A series of measures initiated by successive governments in nearly a quarter of a century have had a positive outcome on the education front, particularly in elementary education. From the mid-day meal scheme launched (as a Centrally sponsored scheme) in 1995, following an order from the Supreme Court; to the Sarva Shiksha Abhiyan introduced in 2000; and the Right to Education (RTE) Act passed in 2009… these have helped improve enrolment of children in schools and retain them there for long.

The RTE Act is particularly a landmark achievement. With it, education has become a fundamental right. “When our Constitution was drafted, right to education was still considered beyond our reach.
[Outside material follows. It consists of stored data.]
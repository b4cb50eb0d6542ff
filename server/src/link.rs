/*
 * This file is part of meshreg.
 *
 * This program is free software: you can redistribute it and/or modify
 * it under the terms of the GNU Affero General Public License as published by
 * the Free Software Foundation, either version 3 of the License, or
 * (at your option) any later version.
 *
 * This program is distributed in the hope that it will be useful,
 * but WITHOUT ANY WARRANTY; without even the implied warranty of
 * MERCHANTABILITY or FITNESS FOR A PARTICULAR PURPOSE. See the
 * GNU Affero General Public License for more details.
 *
 * You should have received a copy of the GNU Affero General Public License
 * along with this program. If not, see <https://www.gnu.org/licenses/>.
 *
*/

//! The link: a node in the registry's tree. Holds a name, a parent
//! pointer, an ordered child list, an optional twin pointer, a value
//! cell on leaves, additive mode/sync-mode flags, retirement state, a
//! refcount with a zero-ref generation counter, and the subscriber set
//! that the event fabric fans out to.
//!
//! Locking convention: every mutable field lives behind the link's own
//! `parking_lot::Mutex`. Any operation that must hold two links locked
//! at once (attaching a child, detaching for retirement) locks the
//! parent first, then the child — never the reverse. The registry's
//! process-wide mutex is a separate, coarser lock taken only for
//! whole-tree path resolution and mount table edits; it is always
//! acquired before any individual link lock, never after.

use crate::event::{deliver_to, Event, SubscriberSet};
use crate::value::ValueCell;
use parking_lot::Mutex;
use std::collections::HashSet;
use std::fmt;
use std::sync::atomic::{AtomicU32, AtomicUsize, Ordering};
use std::sync::{Arc, Weak};

static NEXT_LINK_ID: AtomicU32 = AtomicU32::new(1);

/// A process-scoped, monotonically increasing link identifier. Not
/// stable across restarts and never reused while the process runs.
#[derive(Debug, Clone, Copy, PartialEq, Eq, Hash, PartialOrd, Ord)]
pub struct LinkId(pub u32);

impl LinkId {
    fn next() -> Self {
        Self(NEXT_LINK_ID.fetch_add(1, Ordering::Relaxed))
    }
}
After decades, Parliament legislated it as a fundamental right," says Krishna Kumar, former director of the National Council for Educational Research and Training (NCERT).
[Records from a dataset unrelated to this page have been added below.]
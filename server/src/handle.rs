/*
 * This file is part of meshreg.
 *
 * This program is free software: you can redistribute it and/or modify
 * it under the terms of the GNU Affero General Public License as published by
 * the Free Software Foundation, either version 3 of the License, or
 * (at your option) any later version.
 *
 * This program is distributed in the hope that it will be useful,
 * but WITHOUT ANY WARRANTY; without even the implied warranty of
 * MERCHANTABILITY or FITNESS FOR A PARTICULAR PURPOSE. See the
 * GNU Affero General Public License for more details.
 *
 * You should have received a copy of the GNU Affero General Public License
 * along with this program. If not, see <https://www.gnu.org/licenses/>.
 *
*/

//! Handles: the caller-facing view onto a link. Three shapes, all
//! wrapping the same open/close/get/set surface:
//!
//! - `Basic` never subscribes; it only reads and writes.
//! - `Signal` subscribes with a same-thread callback, delivered
//!   synchronously from whichever thread the link's emit happens on.
//! - `Adaptive` subscribes with a cross-thread queue and exposes a
//!   `poll`/`drain` surface the owning thread pumps itself.
//!
//! A handle that is closed (or was never opened) answers `get` with a
//! zero value and `is_ok = false`, and silently discards `set` — there
//! is no error path for writing to nothing, per the registry's
//! fire-and-forget contract for disconnected handles.

use crate::event::{CallbackSubscriber, Event, QueueSubscriber, Subscriber};
use crate::link::{Link, SyncFlags};
use crate::registry::Registry;
use crate::util::error::ErrorKind;
use crate::util::IdGen;
use crate::value::{Variant, ValueType};
use bytes::Bytes;
use parking_lot::Mutex;
use std::sync::atomic::{AtomicBool, Ordering};
use std::sync::mpsc::{self, Receiver};
use std::sync::Arc;

static HANDLE_IDS: IdGen = IdGen::new();

/// The result of a typed read: the value (zeroed if unavailable) and
/// whether the read actually reflects a live representation.
#[derive(Debug, Clone, PartialEq)]
pub struct Got<T> {
    pub value: T,
    pub is_ok: bool,
}

impl<T: Default> Got<T> {
    fn unavailable() -> Self {
        Self {
            value: T::default(),
            is_ok: false,
        }
    }
    fn from_pair((value, is_ok): (T, bool)) -> Self {
        Self { value, is_ok }
    }
}

enum Shape {
    Basic,
    Signal,
    Adaptive { rx: Receiver<Event> },
}

/// A caller-facing handle onto a link, in one of three shapes.
pub struct Handle {
    id: u64,
    link: Arc<Link>,
    open: AtomicBool,
    alive: Arc<AtomicBool>,
    shape: Shape,
    suppress_equal: AtomicBool,
    registry: Mutex<Option<Arc<Registry>>>,
}

impl Handle {
    /// Open a `Basic` handle: no subscription, just get/set.
    pub fn open_basic(link: Arc<Link>) -> Self {
        link.incref();
        Self {
            id: HANDLE_IDS.next(),
            link,
            open: AtomicBool::new(true),
            alive: Arc::new(AtomicBool::new(true)),
            shape: Shape::Basic,
            suppress_equal: AtomicBool::new(false),
            registry: Mutex::new(None),
        }
    }

    /// Open a `Signal` handle: `on_event` runs synchronously on
    /// whichever thread triggers the link's emit.
    pub fn open_signal(link: Arc<Link>, on_event: impl Fn(Event) + Send + Sync + 'static) -> Self {
        link.incref();
        let id = HANDLE_IDS.next();
        let alive = Arc::new(AtomicBool::new(true));
        let sub = Arc::new(CallbackSubscriber::new(id, alive.clone(), on_event));
        link.subscribe(sub);
        Self {
            id,
            link,
            open: AtomicBool::new(true),
            alive,
            shape: Shape::Signal,
            suppress_equal: AtomicBool::new(false),
            registry: Mutex::new(None),
        }
    }

    /// Open an `Adaptive` handle: events are enqueued for the caller to
    /// pull with [`Handle::poll`] / [`Handle::drain`].
    pub fn open_adaptive(link: Arc<Link>) -> Self {
        link.incref();
        let id = HANDLE_IDS.next();
        let alive = Arc::new(AtomicBool::new(true));
        let (tx, rx) = mpsc::channel();
        let sub = Arc::new(QueueSubscriber::new(id, alive.clone(), tx));
        link.subscribe(sub);
        Self {
            id,
            link,
            open: AtomicBool::new(true),
            alive,
            shape: Shape::Adaptive { rx },
            suppress_equal: AtomicBool::new(false),
            registry: Mutex::new(None),
        }
    }

    /// Turn equal-value suppression on or off: while set, a write that
    /// decodes to the same representation and bytes as the link's
    /// current value is a no-op (no counter bump, no event, no peer
    /// forward). Pipe-mode links ignore this regardless, since every
    /// pipe send is a discrete message.
    pub fn set_equal_value_suppression(&self, enabled: bool) {
        self.suppress_equal.store(enabled, Ordering::Release);
    }

    pub fn equal_value_suppression(&self) -> bool {
        self.suppress_equal.load(Ordering::Acquire)
    }

    /// Hand this handle a registry to call back into on close, so a
    /// link with `AutoDestroy` set can retire itself once its last
    /// handle goes away. Handles opened without one (tests, embedders
    /// with no registry) just skip that trigger.
    pub fn bind_registry(&self, registry: Arc<Registry>) {
        *self.registry.lock() = Some(registry);
    }

    pub fn id(&self) -> u64 {
        self.id
    }

    pub fn is_open(&self) -> bool {
        self.open.load(Ordering::Acquire) && !self.link.is_retired()
    }

    pub fn link(&self) -> &Arc<Link> {
        &self.link
    }

    /// Close the handle: it stops counting against the link's refcount
    /// and unsubscribes, but keeps pointing at the same link so a
    /// caller inspecting a stale handle gets a consistent
    /// closed-handle answer rather than a panic. If this was the last
    /// reference and the link has `AutoDestroy` set, the link retires
    /// itself here (lifecycle trigger (b)).
    pub fn close(&self) {
        if self.open.swap(false, Ordering::AcqRel) {
            self.alive.store(false, Ordering::Release);
            self.link.unsubscribe(self.id);
            let reached_zero = self.link.decref();
            if reached_zero && self.link.sync_flags().has(SyncFlags::AUTO_DESTROY) {
                let path = self.link.full_path();
                match self.registry.lock().clone() {
                    Some(registry) => registry.retire(&self.link, crate::link::RetireKind::LeafGlobal, path),
                    None => {
                        self.link.retire(crate::link::RetireKind::LeafGlobal, path);
                        if let Some(parent) = self.link.parent() {
                            parent.detach_child(self.link.id());
                        }
                    }
                }
            }
        }
    }

    // -- typed get/set ----------------------------------------------------

    pub fn get_int(&self) -> Got<i64> {
        if !self.is_open() {
            return Got::unavailable();
        }
        self.link.with_value(|v| match v {
            Some(cell) => Got::from_pair(cell.to_int()),
            None => Got::unavailable(),
        })
    }

    pub fn get_real(&self) -> Got<f64> {
        if !self.is_open() {
            return Got::unavailable();
        }
        self.link.with_value(|v| match v {
            Some(cell) => Got::from_pair(cell.to_real()),
            None => Got::unavailable(),
        })
    }

    pub fn get_text(&self) -> Got<String> {
        if !self.is_open() {
            return Got::unavailable();
        }
        self.link.with_value(|v| match v {
            Some(cell) => Got::from_pair(cell.to_text()),
            None => Got::unavailable(),
        })
    }

    pub fn get_bytes(&self) -> Got<Bytes> {
        if !self.is_open() {
            return Got::unavailable();
        }
        self.link.with_value(|v| match v {
            Some(cell) => Got::from_pair(cell.to_bytes()),
            None => Got::unavailable(),
        })
    }

    pub fn get_variant(&self) -> Got<Option<Variant>> {
        if !self.is_open() {
            return Got {
                value: None,
                is_ok: false,
            };
        }
        self.link.with_value(|v| match v {
            Some(cell) => Got::from_pair(cell.to_variant()),
            None => Got {
                value: None,
                is_ok: false,
            },
        })
    }

    pub fn value_type(&self) -> Option<ValueType> {
        if !self.is_open() {
            return None;
        }
        self.link.with_value(|v| v.map(|c| c.value_type()))
    }

    /// Write via `f`; silently discarded if the handle is closed or the
    /// link has no value cell (a folder). When equal-value suppression
    /// is on, `f` is first tried against a scratch cell and the write is
    /// dropped if it would decode to the same representation and bytes
    /// the link already holds.
    pub fn set_with(&self, send_id: u64, f: impl Fn(&mut crate::value::ValueCell)) {
        if !self.is_open() {
            return;
        }
        if self.suppress_equal.load(Ordering::Acquire) {
            let unchanged = self.link.with_value(|v| {
                v.map(|cell| {
                    let mut probe = crate::value::ValueCell::default();
                    f(&mut probe);
                    cell.value_type() == probe.value_type()
                        && cell.equals_current_bytes(&probe.to_bytes().0)
                })
                .unwrap_or(false)
            });
            if unchanged {
                return;
            }
        }
        self.link.update_value(send_id, Some(self.id), f);
    }

    pub fn set_int(&self, send_id: u64, v: i64) {
        self.set_with(send_id, move |cell| cell.set_int(v));
    }
    pub fn set_real(&self, send_id: u64, v: f64) {
        self.set_with(send_id, move |cell| cell.set_real(v));
    }
    pub fn set_text(&self, send_id: u64, v: String) {
        self.set_with(send_id, move |cell| cell.set_text(v.clone()));
    }
    pub fn set_bytes(&self, send_id: u64, v: Bytes) {
        self.set_with(send_id, move |cell| cell.set_bytes(v.clone()));
    }
    pub fn set_variant(&self, send_id: u64, v: Variant) {
        self.set_with(send_id, move |cell| cell.set_variant(v.clone()));
    }

    // -- mode accessors -----------------------------------------------------

    pub fn mode(&self) -> crate::link::Mode {
        self.link.mode()
    }

    pub fn add_mode(&self, add: crate::link::Mode) -> Result<crate::link::Mode, ErrorKind> {
        if !self.is_open() {
            return Err(ErrorKind::NotOpen);
        }
        Ok(self.link.add_mode(add))
    }

    // -- export/import --------------------------------------------------------

    pub fn export(&self) -> Option<Vec<u8>> {
        if !self.is_open() {
            return None;
        }
        self.link.with_value(|v| v.map(|c| c.export()))
    }

    pub fn import(&self, blob: &[u8], send_id: u64) -> bool {
        if !self.is_open() {
            return false;
        }
        match crate::value::ValueCell::import(blob) {
            Some(imported) => {
                self.link.update_value(send_id, Some(self.id), |cell| *cell = imported);
                true
            }
            None => false,
        }
    }

    // -- adaptive polling ------------------------------------------------------

    /// Pull one queued event without blocking, if this is an `Adaptive`
    /// handle with one pending; `None` on a `Basic`/`Signal` handle or
    /// an empty queue.
    pub fn poll(&self) -> Option<Event> {
        match &self.shape {
            Shape::Adaptive { rx } => rx.try_recv().ok(),
            _ => None,
        }
    }

    /// Drain every currently-queued event.
    pub fn drain(&self) -> Vec<Event> {
        match &self.shape {
            Shape::Adaptive { rx } => rx.try_iter().collect(),
            _ => Vec::new(),
        }
    }
}

impl Drop for Handle {
    fn drop(&mut self) {
        self.close();
    }
}

#[cfg(test)]
mod tests {
    use super::*;
    use crate::link::Link;

    #[test]
    fn get_on_closed_handle_is_zero_and_not_ok() {
        let link = Link::new_leaf("x", None);
        let h = Handle::open_basic(link);
        h.close();
        let got = h.get_int();
        assert_eq!(got.value, 0);
        assert!(!got.is_ok);
    }

    #[test]
    fn set_on_closed_handle_is_silently_discarded() {
        let link = Link::new_leaf("x", None);
        link.update_value(0, None, |c| c.set_int(5));
        let h = Handle::open_basic(link.clone());
        h.close();
        h.set_int(0, 99);
        assert_eq!(link.with_value(|v| v.unwrap().to_int()), (5, true));
    }

    #[test]
    fn basic_get_set_round_trip() {
        let link = Link::new_leaf("x", None);
        let h = Handle::open_basic(link);
        h.set_text(1, "hello".into());
        let got = h.get_text();
        assert!(got.is_ok);
        assert_eq!(got.value, "hello");
    }

    #[test]
    fn signal_handle_receives_same_thread_callback() {
        use std::sync::atomic::AtomicUsize;
        let link = Link::new_leaf("x", None);
        let hits = Arc::new(AtomicUsize::new(0));
        let hits2 = hits.clone();
        let h = Handle::open_signal(link, move |_| {
            hits2.fetch_add(1, Ordering::SeqCst);
        });
        h.set_int(1, 7);
        assert_eq!(hits.load(Ordering::SeqCst), 1);
    }

    #[test]
    fn adaptive_handle_queues_events_for_polling() {
        let link = Link::new_leaf("x", None);
        let h = Handle::open_adaptive(link);
        h.set_int(1, 7);
        h.set_int(1, 8);
        let drained = h.drain();
        assert_eq!(drained.len(), 2);
    }

    #[test]
    fn closing_releases_the_link_refcount() {
        let link = Link::new_leaf("x", None);
        let h = Handle::open_basic(link.clone());
        assert_eq!(link.refcount(), 1);
        h.close();
        assert_eq!(link.refcount(), 0);
    }

    #[test]
    fn equal_value_suppression_skips_counter_and_event_on_a_matching_write() {
        use std::sync::atomic::AtomicUsize;
        let link = Link::new_leaf("x", None);
        link.update_value(0, None, |c| c.set_text("same".into()));
        let events = Arc::new(AtomicUsize::new(0));
        let events2 = events.clone();
        let h = Handle::open_signal(link.clone(), move |_| {
            events2.fetch_add(1, Ordering::SeqCst);
        });
        h.set_equal_value_suppression(true);
        let before = link.with_value(|v| v.unwrap().update_count());

        h.set_text(1, "same".into());
        assert_eq!(link.with_value(|v| v.unwrap().update_count()), before);
        assert_eq!(events.load(Ordering::SeqCst), 0);

        h.set_text(2, "different".into());
        assert_eq!(link.with_value(|v| v.unwrap().update_count()), before + 1);
        assert_eq!(events.load(Ordering::SeqCst), 1);
    }

    #[test]
    fn equal_value_suppression_off_emits_every_write() {
        let link = Link::new_leaf("x", None);
        link.update_value(0, None, |c| c.set_int(5));
        let h = Handle::open_basic(link.clone());
        let before = link.with_value(|v| v.unwrap().update_count());
        h.set_int(1, 5);
        assert_eq!(link.with_value(|v| v.unwrap().update_count()), before + 1);
    }

    #[test]
    fn closing_last_handle_with_auto_destroy_retires_the_link() {
        let link = Link::new_leaf("x", None);
        link.add_sync_flags(crate::link::SyncFlags::AUTO_DESTROY);
        let h = Handle::open_basic(link.clone());
        h.close();
        assert!(link.is_retired());
    }

    #[test]
    fn closing_without_auto_destroy_leaves_the_link_active() {
        let link = Link::new_leaf("x", None);
        let h = Handle::open_basic(link.clone());
        h.close();
        assert!(!link.is_retired());
    }
}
Today, every single girl child is getting enrolled in school. “This is a very important social landmark that nobody could have imagined in the 1960s and the 1970s. It is not that gender gap has been overcome in its entirety. But a girl child born in any part of India is likely to be enrolled in Grade 1 and is likely to leave home every morning to get to a nearby school. That is a landscape change," he says.
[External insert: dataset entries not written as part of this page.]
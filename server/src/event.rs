/*
 * This file is part of meshreg.
 *
 * This program is free software: you can redistribute it and/or modify
 * it under the terms of the GNU Affero General Public License as published by
 * the Free Software Foundation, either version 3 of the License, or
 * (at your option) any later version.
 *
 * This program is distributed in the hope that it will be useful,
 * but WITHOUT ANY WARRANTY; without even the implied warranty of
 * MERCHANTABILITY or FITNESS FOR A PARTICULAR PURPOSE. See the
 * GNU Affero General Public License for more details.
 *
 * You should have received a copy of the GNU Affero General Public License
 * along with this program. If not, see <https://www.gnu.org/licenses/>.
 *
*/

//! The event fabric (C6): the kinds of notifications a link emits, and
//! the delivery contract recipients get. A recipient is same-thread
//! (delivered synchronously, the common case for a `Basic`/`Signal`
//! handle) or cross-thread (enqueued onto the target's home-thread
//! queue, the `Adaptive` handle and sync-peer case).

use crate::link::{LinkId, Mode, RetireKind};
use bytes::Bytes;
use std::sync::mpsc::Sender;
use std::sync::Arc;

/// A self-origin identifier carried on value-change events so the
/// pipe/sync layer can suppress its own echoes (§4.9).
pub type SendId = u64;

/// A hint about which handle authored a `ValueChange`, so that handle
/// can skip re-processing its own write if it doesn't want the
/// echo. `None` when the change did not originate from a handle at all
/// (e.g. an inbound peer `set`).
pub type HandleHint = Option<u64>;

#[derive(Debug, Clone)]
pub enum Event {
    ValueChange {
        link: LinkId,
        bytes: Bytes,
        send_id: SendId,
        handle_hint: HandleHint,
    },
    ModeChange {
        link: LinkId,
        mode: Mode,
    },
    ChildCreated {
        link: LinkId,
        path: String,
    },
    Retired {
        link: LinkId,
        kind: RetireKind,
        path: String,
    },
    MonitorReload {
        link: LinkId,
    },
    LinkOwnershipReleased {
        link: LinkId,
    },
    /// Pipe-only: a gap was detected between an inbound check sequence
    /// number and the last one seen.
    OutOfSequence {
        link: LinkId,
        expected: u64,
        got: u64,
    },
}

impl Event {
    pub fn link(&self) -> LinkId {
        match self {
            Event::ValueChange { link, .. }
            | Event::ModeChange { link, .. }
            | Event::ChildCreated { link, .. }
            | Event::Retired { link, .. }
            | Event::MonitorReload { link }
            | Event::LinkOwnershipReleased { link }
            | Event::OutOfSequence { link, .. } => *link,
        }
    }
}

/// Something that wants to hear about a link's events. Implemented by
/// each handle shape (§4.5) and by the sync peer's per-mount forwarder.
///
/// `deliver` is called with the link no longer locked; implementations
/// must not attempt to re-acquire the originating link's lock
/// re-entrantly — only their own state.
pub trait Subscriber: Send + Sync {
    /// Stable identity used for subscriber-set membership tests and for
    /// the lazy dead-subscriber sweep.
    fn subscriber_id(&self) -> u64;
    /// `true` once the owning handle has gone away; the link sweeps
    /// dead subscribers out of its set the next time it emits.
    fn is_alive(&self) -> bool;
    /// `true` if this subscriber lives on a different thread than the
    /// one emitting the event — the emitter enqueues instead of calling
    /// straight through.
    fn is_cross_thread(&self) -> bool;
    fn deliver(&self, event: Event);
}

/// A same-thread recipient backed by a plain callback. Used by the
/// `Basic`/`Signal` handle shapes, which never cross a thread boundary.
pub struct CallbackSubscriber<F: Fn(Event) + Send + Sync> {
    id: u64,
    alive: Arc<std::sync::atomic::AtomicBool>,
    callback: F,
}

impl<F: Fn(Event) + Send + Sync> CallbackSubscriber<F> {
    pub fn new(id: u64, alive: Arc<std::sync::atomic::AtomicBool>, callback: F) -> Self {
        Self {
            id,
            alive,
            callback,
        }
    }
}

impl<F: Fn(Event) + Send + Sync> Subscriber for CallbackSubscriber<F> {
    fn subscriber_id(&self) -> u64 {
        self.id
    }
    fn is_alive(&self) -> bool {
        self.alive.load(std::sync::atomic::Ordering::Acquire)
    }
    fn is_cross_thread(&self) -> bool {
        false
    }
    fn deliver(&self, event: Event) {
        (self.callback)(event)
    }
}

/// A cross-thread recipient: events are handed to an mpsc channel that
/// the target thread's event loop drains. Used by the `Adaptive` handle
/// shape and by threaded-subtree proxying.
pub struct QueueSubscriber {
    id: u64,
    alive: Arc<std::sync::atomic::AtomicBool>,
    tx: Sender<Event>,
}

impl QueueSubscriber {
    pub fn new(id: u64, alive: Arc<std::sync::atomic::AtomicBool>, tx: Sender<Event>) -> Self {
        Self { id, alive, tx }
    }
}

impl Subscriber for QueueSubscriber {
    fn subscriber_id(&self) -> u64 {
        self.id
    }
    fn is_alive(&self) -> bool {
        self.alive.load(std::sync::atomic::Ordering::Acquire)
    }
    fn is_cross_thread(&self) -> bool {
        true
    }
    fn deliver(&self, event: Event) {
        // A send failure means the receiving end is gone; the next
        // sweep over the subscriber set will notice `is_alive` is false
        // and drop this entry, so there's nothing further to do here.
        let _ = self.tx.send(event);
    }
}

/// The subscriber set owned by a link. Structural edits (subscribe,
/// sweep) happen under the link's own mutex; delivery itself happens
/// after the caller has released that lock, via [`SubscriberSet::snapshot`].
#[derive(Default)]
pub struct SubscriberSet {
    subscribers: Vec<Arc<dyn Subscriber>>,
}

impl SubscriberSet {
    pub fn new() -> Self {
        Self::default()
    }

    /// Add `sub` unless a subscriber with the same id is already
    /// present (idempotent per handle).
    pub fn subscribe(&mut self, sub: Arc<dyn Subscriber>) {
        if !self
            .subscribers
            .iter()
            .any(|s| s.subscriber_id() == sub.subscriber_id())
        {
            self.subscribers.push(sub);
        }
    }

    pub fn unsubscribe(&mut self, id: u64) {
        self.subscribers.retain(|s| s.subscriber_id() != id);
    }

    /// Drop any subscriber whose handle has gone away.
    pub fn sweep_dead(&mut self) {
        self.subscribers.retain(|s| s.is_alive());
    }

    pub fn len(&self) -> usize {
        self.subscribers.len()
    }

    pub fn is_empty(&self) -> bool {
        self.subscribers.is_empty()
    }

    /// A cheap clone of the live subscriber list, taken while the
    /// link's lock is held, so the caller can release the lock before
    /// calling `deliver` on each one.
    pub fn snapshot(&mut self) -> Vec<Arc<dyn Subscriber>> {
        self.sweep_dead();
        self.subscribers.clone()
    }
}

/// Fan an event out to a pre-taken subscriber snapshot. Must be called
/// with no link locks held.
pub fn deliver_to(snapshot: &[Arc<dyn Subscriber>], event: &Event) {
    for sub in snapshot {
        if sub.is_alive() {
            sub.deliver(event.clone());
        }
    }
}

#[cfg(test)]
mod tests {
    use super::*;
    use std::sync::atomic::{AtomicBool, AtomicUsize, Ordering};

    #[test]
    fn subscribe_is_idempotent_per_subscriber_id() {
        let mut set = SubscriberSet::new();
        let alive = Arc::new(AtomicBool::new(true));
        let count = Arc::new(AtomicUsize::new(0));
        let count2 = count.clone();
        let sub = Arc::new(CallbackSubscriber::new(1, alive, move |_| {
            count2.fetch_add(1, Ordering::SeqCst);
        }));
        set.subscribe(sub.clone());
        set.subscribe(sub);
        assert_eq!(set.len(), 1);
    }

    #[test]
    fn dead_subscribers_are_swept_lazily() {
        let mut set = SubscriberSet::new();
        let alive = Arc::new(AtomicBool::new(true));
        let sub = Arc::new(CallbackSubscriber::new(1, alive.clone(), |_| {}));
        set.subscribe(sub);
        assert_eq!(set.len(), 1);
        alive.store(false, Ordering::SeqCst);
        let snapshot = set.snapshot();
        assert!(snapshot.is_empty());
        assert_eq!(set.len(), 0);
    }

    #[test]
    fn delivery_invokes_every_live_subscriber() {
        let mut set = SubscriberSet::new();
        let hits = Arc::new(AtomicUsize::new(0));
        for id in 0..3 {
            let hits = hits.clone();
            let alive = Arc::new(AtomicBool::new(true));
            set.subscribe(Arc::new(CallbackSubscriber::new(id, alive, move |_| {
                hits.fetch_add(1, Ordering::SeqCst);
            })));
        }
        let snapshot = set.snapshot();
        deliver_to(
            &snapshot,
            &Event::MonitorReload { link: LinkId(0) },
        );
        assert_eq!(hits.load(Ordering::SeqCst), 3);
    }
}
The government’s own figures indicate that since the mid-1990s, the retention rate of girl children has significantly increased year after year. Many States have got a retention rate of close to 95 per cent up to Grade 5. The task of retaining girls between Grades 6 and 8 is still a challenge, and so it is with children from the Scheduled Castes. Their retention rate in primary and upper primary classes is considerably high, indicating a positive social change.

As a consequence of these initiatives, and focussed adult literacy programmes over decades, literacy in India has vaulted from 18.33 per cent in 1951 to 74 per cent in 2011.

Simultaneously, there has been tremendous improvement in public health interventions, particularly aimed at tackling infections diseases. Polio has been virtually eradicated, but tuberculosis continues to be a challenge. According to the World Health Organization’s TB statistics in 2018, India is home to 2.69 million TB patients, the highest for any country. Another infectious disease of concern is leprosy: it was considered eradicated about 15 years ago, but has re-emerged even though India has one of the world’s largest leprosy eradication programmes. According to a 2018 study, India reports 1.2-1.3 lakh new cases of leprosy a year, which accounts for 59 per cent of the new cases worldwide.

“India has improved its child and maternal mortality outcomes tremendously with focussed attention,” says Oommen C Kurian, Senior Fellow at the Observer Research Foundation in New Delhi. Besides, India is now acknowledging the real scale of

diseases like TB and leprosy. “But despite all this, funding remains acutely limited to make any real difference; there has been a tendency to keep disease data under wraps, which isn’t helping,” says Kurian.

However, he believes that the Ayushman Bharat insurance scheme could be a potential game changer. “It has consolidated gains from the UPA era and built on them considerably, in terms of the width and depth of coverage, focus on non-communicable diseases at the primary health level and getting healthcare programmea within reach of the very poor,” Kurian says.